Psychiatric Nurse Practitioner

Women are beautifully complex. Throughout our lives, our bodies move through a series of hormonal transitions that influence how we feel, think, rest, and function. Yet many women are never taught how deeply these shifts affect emotional wellbeing. For Women’s Health Week, I want to shine a light on what’s happening beneath the surface. Because if you’ve ever wondered, “Why do I feel this way?” the answer is often that your hormones are speaking—and you deserve to understand their language. 

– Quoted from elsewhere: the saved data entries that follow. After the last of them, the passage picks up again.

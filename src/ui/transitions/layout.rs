use crate::ui::action::Action;
use crate::ui::layout::ModalState;
use crate::ui::state::UiState;

impl UiState {
    pub(super) fn handle_layout_action(&mut self, action: Action) {
        let layout = &mut self.layout;
        match action {
            Action::SetActiveTab(tab) => layout.activate_tab(tab),
            Action::ToggleSidebar => layout.sidebar_open = !layout.sidebar_open,
            Action::SetSidebarOpen(open) => layout.sidebar_open = open,
            Action::ToggleSidebarCollapsed => {
                layout.sidebar_collapsed = !layout.sidebar_collapsed;
            }
            Action::SetSidebarCollapsed(collapsed) => layout.sidebar_collapsed = collapsed,
            Action::TogglePanel(panel) => {
                let open = layout.panel_open(panel);
                layout.set_panel_open(panel, !open);
            }
            Action::SetPanelOpen { panel, open } => layout.set_panel_open(panel, open),
            Action::OpenModal { modal, data } => {
                layout.active_modal = Some(ModalState { modal, data });
            }
            Action::CloseModal => layout.active_modal = None,
            _ => {}
        }
    }
}
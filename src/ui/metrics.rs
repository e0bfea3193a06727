use serde::{Deserialize, Serialize};

/// Render performance counters reported by the view layer.
#[derive(Debug, Clone, Default, PartialEq, Serialize, Deserialize)]
pub struct PerformanceStats {
    /// Number of renders recorded this session.
    pub render_count: u64,
    /// Duration of the last render, in milliseconds.
    pub last_render_time: f64,
    /// Running mean render duration, in milliseconds.
    pub avg_render_time: f64,
    /// Last reported memory usage (bytes), if the host reports one.
    pub memory_usage: Option<f64>,
}

impl PerformanceStats {
    pub fn new() -> Self {
        Self::default()
    }

    /// Record a render's duration and update the running mean.
    ///
    /// The mean is updated incrementally; no per-render history is kept.
    pub fn record_render(&mut self, render_time: f64, memory_usage: Option<f64>) {
        let previous_count = self.render_count as f64;
        self.render_count += 1;
        self.last_render_time = render_time;
        self.avg_render_time =
            (self.avg_render_time * previous_count + render_time) / self.render_count as f64;

        if let Some(memory) = memory_usage {
            self.memory_usage = Some(memory);
        }
    }
}
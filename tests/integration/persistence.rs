//! Integration tests for appearance persistence across sessions

use std::sync::Arc;

use chatdeck::data::KeyValueStore;
use chatdeck::ui::appearance::{FontSize, PreferencesPatch, RemotePreferences};
use chatdeck::ui::{Action, Theme};
use chatdeck::MemoryStore;

use super::common::fixtures::{deterministic_store, TestDatabase};

/// Appearance written in one session is read back by the next
#[test]
fn test_appearance_survives_restart() {
    let test_db = TestDatabase::new();

    {
        let mut store = deterministic_store(test_db.open());
        store.dispatch(Action::SetTheme(Theme::Dark));
        store.dispatch(Action::SetLanguage("fr".into()));
        store.dispatch(Action::UpdatePreferences(PreferencesPatch {
            font_size: Some(FontSize::Small),
            ..Default::default()
        }));
        // Non-persisted state
        store.dispatch(Action::UpdateGlobalSearch("hello".into()));
    }

    let store = deterministic_store(test_db.open());
    let state = store.snapshot();

    assert_eq!(state.theme, Theme::Dark);
    assert_eq!(state.language, "fr");
    assert_eq!(state.preferences.font_size, FontSize::Small);
    assert!(state.search.history.is_empty());
}

#[test]
fn test_stored_theme_blocks_remote_sync() {
    let test_db = TestDatabase::new();
    let backend = test_db.open();
    backend.set("theme", "light").unwrap();

    let mut store = deterministic_store(backend);
    store.dispatch(Action::SyncThemeWithUserSettings(RemotePreferences {
        dark_mode: Some(true),
    }));

    assert_eq!(store.snapshot().theme, Theme::Light);
}

#[test]
fn test_remote_sync_is_not_persisted() {
    let backend = MemoryStore::new();
    let mut store = deterministic_store(Arc::new(backend.clone()));

    store.dispatch(Action::SyncThemeWithUserSettings(RemotePreferences {
        dark_mode: Some(true),
    }));

    assert_eq!(store.snapshot().theme, Theme::Dark);
    assert_eq!(backend.get("theme").unwrap(), None);
}

#[test]
fn test_malformed_stored_preferences_fall_back() {
    let backend = MemoryStore::with_entries([
        ("preferences", "[1, 2, 3]".to_string()),
        ("language", "de".to_string()),
    ]);

    let store = deterministic_store(Arc::new(backend));
    let state = store.snapshot();

    assert_eq!(state.preferences, Default::default());
    assert_eq!(state.language, "de");
}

Puberty marks the first major shift. It’s not just physical development; it’s a neurological remodel. As estrogen and progesterone rise, many girls experience mood swings, increased sensitivity, emotional reactivity, and changes in sleep. This is also when anxiety or depression may first appear—not as a sign of weakness or personal failure, but as the natural result of a brain undergoing rapid growth while hormones surge and settle. Offering young girls empathy, open conversations, and supportive community creates a foundation of emotional safety that stays with them into adulthood. 

Pregnancy brings another profound transition. Hormone levels rise higher than at any other time in life, which can create emotional sensitivity, increased worry, vivid dreams, and shifts in focus. For some women, pregnancy feels grounding; for others, it’s overwhelming or destabilizing. Both experiences are valid. Pregnancy affects every woman differently, and the most important thing is feeling supported, informed, and free to talk about what you’re experiencing—without fear of judgment. 

The postpartum period is one of the most intense hormonal transitions a woman can face. Immediately after birth, estrogen and progesterone drop rapidly, while a mother is also adjusting to profound physical recovery, feeding demands, identity changes, and—perhaps most difficult of all—sleep deprivation. Many mothers experience tearfulness, mood swings, irritability, anxiety, intrusive thoughts, or brain fog. While “baby blues” usually pass within a couple of weeks, ongoing distress may signal postpartum depression, anxiety, or OCD—very real, very treatable conditions that deserve compassion and support, not silence or shame.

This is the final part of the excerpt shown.